Thursday, November 18, 2010

Three hours ago, I sat on a hospital bed and received my last radiation treatment.

I just fucking killed cancer.

That's right, no more treatments. No more VinBlastine. No more radiation. (Sadly) no more wacky radiologist stories. I really thought I would have deeper insight or maybe even more clever things to say, but I don't. Accept that. I just gave Hodkin's the body splash off the top fuggin' turnbuckle, Snuka style.



I will say that technically I can't say that it's all over because I have to wait about two months for final scans, but it feels like I just finished a P.Hd. today; or maybe the first time I finished Super Mario Bros. 3 without warping (have you ever F-ing tried that? 8 hours of your life gone).

I killed it. I win.

Talk to you soon

Wednesday, November 17, 2010

Cancer,

Tomorrow at sun-up.

Yours,
The Guy That's Gonna Spin Kick You in the Face

Tuesday, November 9, 2010

...!

I'm so sorry I didn't post this on Halloween

A Conversation With My Radiologist (Paraphrased)


Ladies and gentlemen of the reading public, meet Rachel. At least, meet the cipher that is Rachel, because Rachel isn't her real name. Anyway...

Rachel: What are you up to this weekend?

Me: blah blah blah, probably nothing. You?

Rachel: Getting... ready to go on vacation... (insert strange awkward pauses that are telling for such a short sentence)
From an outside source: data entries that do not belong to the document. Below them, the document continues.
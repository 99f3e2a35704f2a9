//! `[links]` section: link policy and the link list.
use serde::Deserialize;
use std::path::Path;

use crate::expand::Environment;
use crate::resources::link::LinkSpec;

/// Raw `[links]` table.
#[derive(Debug, Default, Clone, Deserialize)]
#[serde(deny_unknown_fields)]
pub struct LinksSection {
    /// Replace existing entries that are not the correct link.
    #[serde(default)]
    pub overwrite: bool,
    /// Keep replaced entries as `<name>.bak`.
    #[serde(default)]
    pub backup: bool,
    /// `[[links.entries]]`
    #[serde(default)]
    pub entries: Vec<LinkEntry>,
}

/// One `[[links.entries]]` item.
#[derive(Debug, Clone, Deserialize)]
#[serde(deny_unknown_fields)]
pub struct LinkEntry {
    /// Live path that should become a link.
    pub path: String,
    /// Link target; relative targets are resolved inside the store.
    pub target: String,
}

/// Convert entries to link specs, rooting relative targets at `store`.
///
/// Relativity is decided after expansion so `%APPDATA%\x` counts as
/// absolute.  The strings themselves stay unexpanded.
#[must_use]
pub fn resolve(entries: &[LinkEntry], store: Option<&str>, env: &Environment) -> Vec<LinkSpec> {
    entries
        .iter()
        .map(|entry| {
            let target = match store {
                Some(store) if env.expand_path(&entry.target).is_relative() => Path::new(store)
                    .join(&entry.target)
                    .to_string_lossy()
                    .into_owned(),
                _ => entry.target.clone(),
            };
            LinkSpec::new(entry.path.clone(), target)
        })
        .collect()
}

/// Index of the first entry with an empty path or target.
#[must_use]
pub fn first_invalid(entries: &[LinkEntry]) -> Option<usize> {
    entries
        .iter()
        .position(|e| e.path.trim().is_empty() || e.target.trim().is_empty())
}

#[cfg(test)]
#[allow(clippy::expect_used, clippy::unwrap_used, clippy::indexing_slicing)]
mod tests {
    use super::*;

    fn entry(path: &str, target: &str) -> LinkEntry {
        LinkEntry {
            path: path.to_string(),
            target: target.to_string(),
        }
    }

    #[test]
    fn relative_targets_join_store() {
        let specs = resolve(
            &[entry("~/.gitconfig", "git/config")],
            Some("/store"),
            &Environment::default(),
        );
        assert_eq!(
            specs[0].target,
            Path::new("/store").join("git/config").to_string_lossy()
        );
        assert_eq!(specs[0].path, "~/.gitconfig");
    }

    #[test]
    fn targets_absolute_after_expansion_are_kept() {
        let env = Environment::from_pairs([("DOTFILES", "/elsewhere")]);
        let specs = resolve(&[entry("/live", "$DOTFILES/vim")], Some("/store"), &env);
        assert_eq!(specs[0].target, "$DOTFILES/vim");
    }

    #[test]
    fn without_store_targets_are_unchanged() {
        let specs = resolve(&[entry("/live", "vim")], None, &Environment::default());
        assert_eq!(specs[0].target, "vim");
    }

    #[test]
    fn empty_fields_are_flagged() {
        assert_eq!(first_invalid(&[entry("/a", "b"), entry(" ", "c")]), Some(1));
        assert_eq!(first_invalid(&[entry("/a", "b")]), None);
    }
}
Me: Oh yeah? Going anywhere or staying home?

Rachel: Mexico...maybe

Me: Wait, you're going to Mexico 'maybe'?

Rachel: Yeah, my boyfriend and I are on the outs.

Me: Oh. Youch.

5 minutes later, after maximum radiation zappage...

Rachel: Ok, so my boyfriend and I are fighting kind of at the moment. Actually, we've been kind of fighting for, like, five weeks. And I'm the type of person that wants to finish conversations when they happen, he just gets up and leaves and gets wasted with his friends. Come on, a 31-year-old guy getting wasted with his friends?

Me: Um, I'm 30-

Rachel: No, I mean like every night; all the time. Now, granted, I'm 26 and there's a bit of an age difference, but I don't need anybody to take care of me; I'm super independent. He moved up here from Miami, and he was living there, but he had this crazy bitch ex-girlfriend. She had a kid, but she was all kinds of messed up: you know, probably drugs, money problems. She bought a car but he put his name on the title because of her bad money problems. Stuff like that. But this is the type of shit that just goes on all the time. He travels a lot for his job so we don't really see each other for months at a time, so I think we might still be just getting used to each other, but we've been living together since September and things are a little more testy than they should be. Both of our names are on the lease, and it's a 14 month lease because of how we dealt with the landlord, but now he's saying stuff like, "I don't know if this relationship will work the way it's going." And then I'm like, "great, I'm glad that we might go to another country and you could leave me there." And then I think, well, it is all-inclusive. If it sucks I guess I could just drink my way through it. But my brother just kind of says to me, "well, you really fucked up now." Which I guess I can agree with. He's about the same age as my boyfriend and he gives good advice. I dunno, should I go? I just need a vacation. I need a mental vacation from this place and all of that.

Me: Uh...

Rachel: It's cool. Poor Gina [another fake name for another radiologist] has been listening to this for, like, a month.

Gina: You should go.

Rachel: Yeah. I don't know.

What you should take away from this: Once you're a patient, you're family. They even save me the good coffee. I love you, Cleveland Clinic.